-- Instructions to follow --
Nothing but the lines from the one containing "Ok(exit_code_for(result.status))" through the one containing "let mut out = String::new();", both included, should be given again, each exactly as written below.

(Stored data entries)
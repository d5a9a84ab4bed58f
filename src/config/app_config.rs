use std::time::Duration;

use serde::Deserialize;

use crate::domain::{DomainError, GuardrailConfig, RetryConfig};

/// Application configuration
#[derive(Debug, Clone, Default, Deserialize)]
pub struct AppConfig {
    #[serde(default)]
    pub guardrail: GuardrailConfig,
    #[serde(default)]
    pub llm: LlmConfig,
    #[serde(default)]
    pub embedding: EmbeddingConfig,
    #[serde(default)]
    pub vector_index: VectorIndexConfig,
    #[serde(default)]
    pub retrieval_retry: RetryConfig,
    #[serde(default)]
    pub logging: LoggingConfig,
}

/// Text generation service (OpenAI-compatible chat completions)
#[derive(Debug, Clone, Deserialize)]
pub struct LlmConfig {
    #[serde(default = "default_ollama_url")]
    pub base_url: String,
    #[serde(default)]
    pub api_key: Option<String>,
    #[serde(default = "default_llm_model")]
    pub model: String,
    #[serde(default)]
    pub temperature: f32,
    #[serde(default)]
    pub max_tokens: Option<u32>,
    #[serde(default = "default_llm_timeout_secs")]
    pub timeout_secs: u64,
}

/// Embedding service used to vectorize queries
#[derive(Debug, Clone, Deserialize)]
pub struct EmbeddingConfig {
    #[serde(default = "default_ollama_url")]
    pub base_url: String,
    #[serde(default)]
    pub api_key: Option<String>,
    #[serde(default = "default_embedding_model")]
    pub model: String,
}

/// Chroma vector index
#[derive(Debug, Clone, Deserialize)]
pub struct VectorIndexConfig {
    #[serde(default = "default_chroma_url")]
    pub base_url: String,
    #[serde(default = "default_collection")]
    pub collection: String,
    #[serde(default = "default_index_timeout_secs")]
    pub timeout_secs: u64,
}

#[derive(Debug, Clone, Deserialize)]
pub struct LoggingConfig {
    #[serde(default = "default_log_level")]
    pub level: String,
    #[serde(default)]
    pub format: LogFormat,
}

#[derive(Debug, Clone, Copy, PartialEq, Eq, Deserialize, Default)]
#[serde(rename_all = "lowercase")]
pub enum LogFormat {
    #[default]
    Pretty,
    Json,
}

fn default_ollama_url() -> String {
    "http://localhost:11434".to_string()
}

fn default_llm_model() -> String {
    "llama3".to_string()
}

fn default_llm_timeout_secs() -> u64 {
    120
}

fn default_embedding_model() -> String {
    "nomic-embed-text".to_string()
}

fn default_chroma_url() -> String {
    "http://localhost:8000".to_string()
}

fn default_collection() -> String {
    "demo-rag".to_string()
}

fn default_index_timeout_secs() -> u64 {
    30
}

fn default_log_level() -> String {
    "info".to_string()
}

impl Default for LlmConfig {
    fn default() -> Self {
        Self {
            base_url: default_ollama_url(),
            api_key: None,
            model: default_llm_model(),
            temperature: 0.0,
            max_tokens: None,
            timeout_secs: default_llm_timeout_secs(),
        }
    }
}

impl LlmConfig {
    pub fn timeout(&self) -> Duration {
        Duration::from_secs(self.timeout_secs)
    }
}

impl Default for EmbeddingConfig {
    fn default() -> Self {
        Self {
            base_url: default_ollama_url(),
            api_key: None,
            model: default_embedding_model(),
        }
    }
}

impl Default for VectorIndexConfig {
    fn default() -> Self {
        Self {
            base_url: default_chroma_url(),
            collection: default_collection(),
            timeout_secs: default_index_timeout_secs(),
        }
    }
}

impl VectorIndexConfig {
    pub fn timeout(&self) -> Duration {
        Duration::from_secs(self.timeout_secs)
    }
}

impl Default for LoggingConfig {
    fn default() -> Self {
        Self {
            level: default_log_level(),
            format: LogFormat::default(),
        }
    }
}

impl AppConfig {
    /// Layered load: `config/default`, `config/local`, then `RAG_*` env vars
    /// (`RAG_GUARDRAIL__THRESHOLD_MODE=strict`)
    pub fn load() -> Result<Self, config::ConfigError> {
        let config = config::Config::builder()
            .add_source(config::File::with_name("config/default").required(false))
            .add_source(config::File::with_name("config/local").required(false))
            .add_source(
                config::Environment::with_prefix("RAG")
                    .prefix_separator("_")
                    .separator("__")
                    .try_parsing(true),
            )
            .build()?;

        config.try_deserialize()
    }

    /// Reject values no component can run with
    pub fn validate(&self) -> Result<(), DomainError> {
        self.guardrail.validate()?;

        if !(0.0..=2.0).contains(&self.llm.temperature) {
            return Err(DomainError::configuration(format!(
                "llm.temperature must be within [0, 2], got {}",
                self.llm.temperature
            )));
        }

        if self.llm.timeout_secs == 0 || self.vector_index.timeout_secs == 0 {
            return Err(DomainError::configuration("timeouts must be greater than 0"));
        }

        if self.vector_index.collection.trim().is_empty() {
            return Err(DomainError::configuration(
                "vector_index.collection cannot be empty",
            ));
        }

        Ok(())
    }
}
//! Retry policy for transient retrieval failures

use std::time::Duration;

use serde::{Deserialize, Serialize};

/// Bounded exponential backoff
#[derive(Debug, Clone, Serialize, Deserialize)]
pub struct RetryConfig {
    /// Maximum number of retry attempts (0 disables retries)
    #[serde(default = "default_max_retries")]
    pub max_retries: u32,
    /// Initial delay before first retry
    #[serde(default = "default_initial_delay_ms")]
    pub initial_delay_ms: u64,
    /// Maximum delay between retries
    #[serde(default = "default_max_delay_ms")]
    pub max_delay_ms: u64,
    /// Multiplier for exponential backoff
    #[serde(default = "default_backoff_multiplier")]
    pub backoff_multiplier: f64,
}

fn default_max_retries() -> u32 {
    1
}

fn default_initial_delay_ms() -> u64 {
    200
}

fn default_max_delay_ms() -> u64 {
    2000
}

fn default_backoff_multiplier() -> f64 {
    2.0
}

impl Default for RetryConfig {
    fn default() -> Self {
        Self {
            max_retries: default_max_retries(),
            initial_delay_ms: default_initial_delay_ms(),
            max_delay_ms: default_max_delay_ms(),
            backoff_multiplier: default_backoff_multiplier(),
        }
    }
}

impl RetryConfig {
    pub fn new(max_retries: u32) -> Self {
        Self {
            max_retries,
            ..Default::default()
        }
    }

    /// A policy that never retries
    pub fn disabled() -> Self {
        Self::new(0)
    }

    pub fn with_initial_delay(mut self, ms: u64) -> Self {
        self.initial_delay_ms = ms;
        self
    }

    pub fn with_max_delay(mut self, ms: u64) -> Self {
        self.max_delay_ms = ms;
        self
    }

    pub fn with_backoff_multiplier(mut self, multiplier: f64) -> Self {
        self.backoff_multiplier = multiplier;
        self
    }

    /// Total attempts including the first one
    pub fn max_attempts(&self) -> u32 {
        self.max_retries + 1
    }

    /// Calculate delay for a given attempt number (0-indexed)
    pub fn delay_for_attempt(&self, attempt: u32) -> Duration {
        if attempt == 0 {
            return Duration::from_millis(self.initial_delay_ms.min(self.max_delay_ms));
        }

        let delay = self.initial_delay_ms as f64 * self.backoff_multiplier.powi(attempt as i32);
        let delay_ms = delay.min(self.max_delay_ms as f64) as u64;

        Duration::from_millis(delay_ms)
    }
}

#[cfg(test)]
mod tests {
    use super::*;

    #[test]
    fn test_default_retries_once() {
        let config = RetryConfig::default();

        assert_eq!(config.max_retries, 1);
        assert_eq!(config.max_attempts(), 2);
    }

    #[test]
    fn test_retry_delay_calculation() {
        let config = RetryConfig::new(3)
            .with_initial_delay(100)
            .with_backoff_multiplier(2.0)
            .with_max_delay(1000);

        assert_eq!(config.delay_for_attempt(0), Duration::from_millis(100));
        assert_eq!(config.delay_for_attempt(1), Duration::from_millis(200));
        assert_eq!(config.delay_for_attempt(2), Duration::from_millis(400));
        assert_eq!(config.delay_for_attempt(5), Duration::from_millis(1000));
    }

    #[test]
    fn test_disabled_policy() {
        assert_eq!(RetryConfig::disabled().max_attempts(), 1);
    }
}
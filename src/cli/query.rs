//! Single-question mode

use std::fmt::Write as _;
use std::process::ExitCode;

use crate::config::AppConfig;
use crate::domain::guardrail::PipelineResult;

use super::{build_pipeline, exit_code_for};

pub async fn run(
    config: &AppConfig,
    question: &str,
    json: bool,
    detailed: bool,
) -> anyhow::Result<ExitCode> {
    let pipeline = build_pipeline(config)?;
    let result = pipeline.execute(question).await;

    if json {
        println!("{}", serde_json::to_string_pretty(&result)?);
    } else {
        print!("{}", render(config, question, &result, detailed));
    }

    Ok(exit_code_for(result.status))
}

/// Human-readable report of one run
pub fn render(config: &AppConfig, question: &str, result: &PipelineResult, detailed: bool) -> String {
    let guardrail = &config.guardrail;
    let mut out = String::new();

    let _ = writeln!(out, "Query: {}", question);
    let _ = writeln!(out, "Threshold mode: {}", guardrail.threshold_mode);
    let _ = writeln!(out, "Template mode: {}", guardrail.template_mode);
    if let Some(custom) = guardrail.custom_threshold {
        let _ = writeln!(out, "Custom threshold: {}", custom);
    }
    let _ = writeln!(out, "{}", "-".repeat(60));

    let _ = writeln!(out, "\nSTATUS: {}", result.status);
    let _ = writeln!(out, "RESPONSE:\n{}", result.response);

    if let Some(ref summary) = result.summary {
        let _ = writeln!(out, "\nSUMMARY:");
        let _ = writeln!(out, "  Chunks used: {}", summary.chunks_used);
        let _ = writeln!(out, "  Threshold: {:.2}", summary.threshold);
        let _ = writeln!(out, "  Template mode: {}", summary.template_mode);
        let _ = writeln!(out, "  Fidelity score: {}", fmt_score(summary.fidelity_score));
        let _ = writeln!(out, "  Source citation: {}", fmt_flag(summary.source_citation));
        if summary.fidelity_warning {
            let _ = writeln!(out, "  Warning: low fidelity to the retrieved context");
        }
    }

    let sources = result.unique_sources();
    if !sources.is_empty() {
        let _ = writeln!(out, "\nSOURCES:");
        for source in sources {
            let _ = writeln!(out, "  - {}", source);
        }
    }

    if detailed {
        render_details(&mut out, result);
    }

    out
}

fn render_details(out: &mut String, result: &PipelineResult) {
    let _ = writeln!(out, "\nDETAILS (request {}):", result.request_id);

    if let Some(ref input) = result.telemetry.input {
        let _ = writeln!(
            out,
            "  Input: sanitized={:?} truncated={}",
            input.sanitized(),
            input.was_truncated()
        );
    }

    if let Some(ref retrieval) = result.telemetry.retrieval {
        let _ = writeln!(
            out,
            "  Retrieval: {} retrieved, {} accepted ({:.1}%), rejection rate {:.2}",
            retrieval.total_retrieved,
            retrieval.total_accepted,
            retrieval.acceptance_percentage(),
            retrieval.rejection_rate
        );
        if let Some(stats) = retrieval.score_stats {
            let _ = writeln!(
                out,
                "  Distances: min {:.3}, max {:.3}, mean {:.3}",
                stats.min, stats.max, stats.mean
            );
        }
        for decision in &retrieval.decisions {
            let verdict = match decision.rejection {
                Some(cause) => cause.as_str(),
                None => "accepted",
            };
            let _ = writeln!(
                out,
                "    {:.3}  {:<16} {}",
                decision.distance, verdict, decision.source
            );
        }
    }

    if let Some(ref generation) = result.telemetry.generation {
        let _ = writeln!(
            out,
            "  Generation: model {}, temperature {}, context {} chars, prompt {} chars",
            generation.model,
            generation.temperature,
            generation.context_length,
            generation.prompt_length
        );
    }

    if let Some(ref output) = result.telemetry.output {
        let _ = writeln!(
            out,
            "  Output: marker {:?}, {} chars, scorer {}",
            output.marker, output.original_length, output.scorer
        );
    }

    if let Some(ref error) = result.telemetry.error {
        let _ = writeln!(out, "  Error: {}", error);
    }
}

pub(crate) fn fmt_score(score: Option<f32>) -> String {
    score
        .map(|s| format!("{:.2}", s))
        .unwrap_or_else(|| "N/A".to_string())
}

fn fmt_flag(flag: Option<bool>) -> &'static str {
    match flag {
        Some(true) => "yes",
        Some(false) => "no",
        None => "N/A",
    }
}

#[cfg(test)]
mod tests {
    use super::*;
    use crate::domain::guardrail::{
        PipelineStatus, ResultSummary, TelemetryBundle, TemplateMode, NO_RELEVANT_CONTEXT_MESSAGE,
    };
    use uuid::Uuid;

    fn success() -> PipelineResult {
        PipelineResult::success(
            Uuid::new_v4(),
            "Based on the provided context: Redis. (Source: cache.md)",
            vec!["cache.md".into(), "ops.md".into(), "cache.md".into()],
            TelemetryBundle::default(),
            ResultSummary {
                chunks_used: 3,
                threshold: 0.35,
                template_mode: TemplateMode::Strict,
                fidelity_score: Some(0.8125),
                source_citation: Some(true),
                fidelity_warning: false,
                no_context_found: false,
            },
        )
    }

    #[test]
    fn test_render_success() {
        let text = render(&AppConfig::default(), "What cache?", &success(), false);

        assert!(text.contains("STATUS: success"));
        assert!(text.contains("Chunks used: 3"));
        assert!(text.contains("Fidelity score: 0.81"));
        assert!(text.contains("Source citation: yes"));
        assert_eq!(text.matches("  - cache.md").count(), 1);
        assert!(text.contains("  - ops.md"));
        assert!(!text.contains("DETAILS"));
    }

    #[test]
    fn test_render_failure_has_no_summary() {
        let result = PipelineResult::failure(
            Uuid::new_v4(),
            PipelineStatus::NoRelevantContext,
            NO_RELEVANT_CONTEXT_MESSAGE,
            TelemetryBundle::default(),
        );

        let text = render(&AppConfig::default(), "Unicorns?", &result, true);

        assert!(text.contains("STATUS: no_relevant_context"));
        assert!(text.contains(NO_RELEVANT_CONTEXT_MESSAGE));
        assert!(!text.contains("SUMMARY"));
        assert!(!text.contains("SOURCES"));
        assert!(text.contains("DETAILS"));
    }

    #[test]
    fn test_fmt_score() {
        assert_eq!(fmt_score(None), "N/A");
        assert_eq!(fmt_score(Some(0.5)), "0.50");
    }
}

-- Solution --
    Ok(exit_code_for(result.status))
}

/// Human-readable report of one run
pub fn render(config: &AppConfig, question: &str, result: &PipelineResult, detailed: bool) -> String {
    let guardrail = &config.guardrail;
    let mut out = String::new();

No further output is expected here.